PROMPT
Count only the lines of the records that hold "before", then give the number without any other words.

SUPPLIED DATA
#[cfg(test)]
mod tests {
    use super::*;

    const GOOD: Rect = Rect::new(10.0, 20.0, 100.0, 40.0);
    const ZERO: Rect = Rect::new(10.0, 20.0, 0.0, 0.0);

    fn ms(n: u64) -> Duration {
        Duration::from_millis(n)
    }

    /// Drive the tracker until a ticket is issued, returning it and the
    /// instant it was issued at.
    fn issue(tracker: &mut MeasurementTracker, mut now: Instant) -> (MeasureTicket, Instant) {
        for _ in 0..64 {
            if let Some(ticket) = tracker.poll(now) {
                return (ticket, now);
            }
            now += ms(10);
        }
        panic!("tracker never issued a ticket: {:?}", tracker.phase());
    }

    // ── Policy ──────────────────────────────────────────────────────────

    #[test]
    fn default_policy_values() {
        let p = MeasurePolicy::default();
        assert_eq!(p.initial_delay, ms(150));
        assert_eq!(p.retry_delay, ms(100));
        assert_eq!(p.max_delay, ms(1000));
        assert_eq!(p.max_attempts, 10);
        assert_eq!(p.answer_timeout, ms(1000));
        assert!(p.validate().is_ok());
    }

    #[test]
    fn backoff_grows_and_caps() {
        let p = MeasurePolicy::default();
        assert_eq!(p.delay_for_retry(1), ms(100));
        assert_eq!(p.delay_for_retry(2), ms(150));
        assert_eq!(p.delay_for_retry(3), ms(225));
        assert_eq!(p.delay_for_retry(50), ms(1000));
    }

    #[test]
    fn env_parsing_with_diagnostics() {
        let (p, errors) = MeasurePolicy::from_env_with(|key| match key {
            ENV_INITIAL_DELAY_MS => Some("0".into()),
            ENV_RETRY_DELAY_MS => Some("fast".into()),
            ENV_MAX_ATTEMPTS => Some("0".into()),
            _ => None,
        });
        assert_eq!(p.initial_delay, ms(0));
        assert_eq!(p.retry_delay, ms(100));
        assert_eq!(p.max_attempts, 10);
        let fields: Vec<_> = errors.iter().map(|e| e.field).collect();
        assert_eq!(
            fields,
            vec!["measure_retry_delay_ms", "measure_max_attempts"]
        );
    }

    #[test]
    fn env_rejects_max_below_retry() {
        let (p, errors) = MeasurePolicy::from_env_with(|key| match key {
            ENV_MAX_DELAY_MS => Some("50".into()),
            _ => None,
        });
        assert_eq!(p.max_delay, ms(1000));
        assert_eq!(errors.len(), 1);
        assert_eq!(errors[0].field, "measure_max_delay_ms");
    }

    #[test]
    fn env_answer_timeout() {
        let (p, errors) = MeasurePolicy::from_env_with(|key| match key {
            ENV_ANSWER_TIMEOUT_MS => Some("250".into()),
            _ => None,
        });
        assert!(errors.is_empty());
        assert_eq!(p.answer_timeout, ms(250));

        let (p, errors) = MeasurePolicy::from_env_with(|key| match key {
            ENV_ANSWER_TIMEOUT_MS => Some("0".into()),
            _ => None,
        });
        assert_eq!(p.answer_timeout, ms(1000));
        assert_eq!(errors.len(), 1);
        assert_eq!(errors[0].field, "measure_answer_timeout_ms");
    }

    // ── Tracker lifecycle ───────────────────────────────────────────────

    #[test]
    fn idle_tracker_never_issues() {
        let mut t = MeasurementTracker::default();
        assert_eq!(t.poll(Instant::now()), None);
        assert_eq!(t.phase(), MeasurePhase::Idle);
    }

    #[test]
    fn first_attempt_waits_initial_delay() {
        let mut t = MeasurementTracker::default();
        let start = Instant::now();
        t.begin(2);
        assert_eq!(t.poll(start), None);
        assert_eq!(t.poll(start + ms(149)), None);
        let ticket = t.poll(start + ms(150)).unwrap();
        assert_eq!(ticket.step_index, 2);
        assert_eq!(ticket.attempt, 1);
        assert_eq!(t.phase(), MeasurePhase::InFlight(start + ms(1150)));
    }

    #[test]
    fn zero_delay_issues_on_first_poll() {
        let mut t = MeasurementTracker::new(MeasurePolicy::default().initial_delay(Duration::ZERO));
        t.begin(0);
        assert!(t.poll(Instant::now()).is_some());
    }

    #[test]
    fn valid_rect_resolves() {
        let mut t = MeasurementTracker::default();
        t.begin(0);
        let (ticket, _) = issue(&mut t, Instant::now());
        assert_eq!(t.complete(ticket, GOOD), MeasureOutcome::Accepted(GOOD));
        assert_eq!(t.rect(), Some(GOOD));
    }

    #[test]
    fn zero_size_retries_then_resolves() {
        let mut t = MeasurementTracker::default();
        t.begin(0);
        let (first, at) = issue(&mut t, Instant::now());
        assert_eq!(
            t.complete(first, ZERO),
            MeasureOutcome::Retry { delay: ms(100) }
        );
        assert_eq!(t.rect(), None);

        let (second, _) = issue(&mut t, at);
        assert_eq!(second.attempt, 2);
        assert_eq!(second.generation, first.generation);
        assert_eq!(t.complete(second, GOOD), MeasureOutcome::Accepted(GOOD));
    }

    #[test]
    fn attempts_bounded_then_exhausted() {
        let policy = MeasurePolicy::default().max_attempts(3);
        let mut t = MeasurementTracker::new(policy);
        t.begin(0);
        let mut now = Instant::now();
        for attempt in 1..=3 {
            let (ticket, at) = issue(&mut t, now);
            now = at;
            assert_eq!(ticket.attempt, attempt);
            let outcome = t.fail(ticket);
            if attempt < 3 {
                assert!(matches!(outcome, MeasureOutcome::Retry { .. }));
            } else {
                assert_eq!(outcome, MeasureOutcome::Exhausted);
            }
        }
        assert_eq!(t.phase(), MeasurePhase::Exhausted);
        assert_eq!(t.poll(now + ms(10_000)), None);
        assert_eq!(t.attempts(), 3);
    }

    // ── Answer deadline ─────────────────────────────────────────────────

    #[test]
    fn unanswered_request_expires_as_failed_attempt() {
        let policy = MeasurePolicy::default().answer_timeout(ms(500));
        let mut t = MeasurementTracker::new(policy);
        t.begin(0);
        let (ticket, at) = issue(&mut t, Instant::now());
        assert_eq!(t.expire(at + ms(499)), None);
        assert_eq!(
            t.expire(at + ms(500)),
            Some((ticket, MeasureOutcome::Retry { delay: ms(100) }))
        );
        assert_eq!(t.phase(), MeasurePhase::Waiting(ms(100)));
        // Only one expiry per request.
        assert_eq!(t.expire(at + ms(10_000)), None);
        // The abandoned request's answer is no longer applied.
        assert_eq!(t.complete(ticket, GOOD), MeasureOutcome::Stale);

        let (next, _) = issue(&mut t, at + ms(500));
        assert_eq!(next.attempt, 2);
        assert_eq!(t.complete(next, GOOD), MeasureOutcome::Accepted(GOOD));
    }

    #[test]
    fn silent_host_exhausts_attempts() {
        let policy = MeasurePolicy::default().max_attempts(3);
        let mut t = MeasurementTracker::new(policy);
        t.begin(0);
        let mut now = Instant::now();
        let mut issued = 0;
        for _ in 0..1_000 {
            if t.poll(now).is_some() {
                issued += 1;
            }
            let _ = t.expire(now);
            now += ms(16);
        }
        assert_eq!(issued, 3);
        assert_eq!(t.phase(), MeasurePhase::Exhausted);
    }

    #[test]
    fn resolved_step_never_expires() {
        let mut t = MeasurementTracker::default();
        t.begin(0);
        let (ticket, at) = issue(&mut t, Instant::now());
        let _ = t.complete(ticket, GOOD);
        assert_eq!(t.expire(at + ms(60_000)), None);
        assert_eq!(t.rect(), Some(GOOD));
    }

    // ── Staleness ───────────────────────────────────────────────────────

    #[test]
    fn begin_invalidates_old_tickets() {
        let mut t = MeasurementTracker::default();
        t.begin(0);
        let (old, at) = issue(&mut t, Instant::now());
        t.begin(1);
        assert_eq!(t.complete(old, GOOD), MeasureOutcome::Stale);
        assert_eq!(t.rect(), None);

        let (fresh, _) = issue(&mut t, at);
        assert_eq!(fresh.step_index, 1);
        assert!(fresh.generation > old.generation);
    }

    #[test]
    fn same_step_new_generation_is_stale() {
        let mut t = MeasurementTracker::default();
        t.begin(0);
        let (old, _) = issue(&mut t, Instant::now());
        t.restart();
        assert_eq!(t.complete(old, GOOD), MeasureOutcome::Stale);
    }

    #[test]
    fn duplicate_answer_is_stale() {
        let mut t = MeasurementTracker::default();
        t.begin(0);
        let (ticket, _) = issue(&mut t, Instant::now());
        assert_eq!(t.complete(ticket, GOOD), MeasureOutcome::Accepted(GOOD));
        assert_eq!(t.complete(ticket, ZERO), MeasureOutcome::Stale);
        assert_eq!(t.rect(), Some(GOOD));
    }

    #[test]
    fn cancel_drops_pending_retry() {
        let mut t = MeasurementTracker::default();
        t.begin(0);
        let (ticket, at) = issue(&mut t, Instant::now());
        let _ = t.fail(ticket);
        t.cancel();
        assert_eq!(t.phase(), MeasurePhase::Idle);
        assert_eq!(t.poll(at + ms(10_000)), None);
    }

    #[test]
    fn restart_while_idle_is_noop() {
        let mut t = MeasurementTracker::default();
        let before = t.generation();
        t.restart();
        assert_eq!(t.generation(), before);
        assert_eq!(t.phase(), MeasurePhase::Idle);
    }
}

FINAL ANSWER
2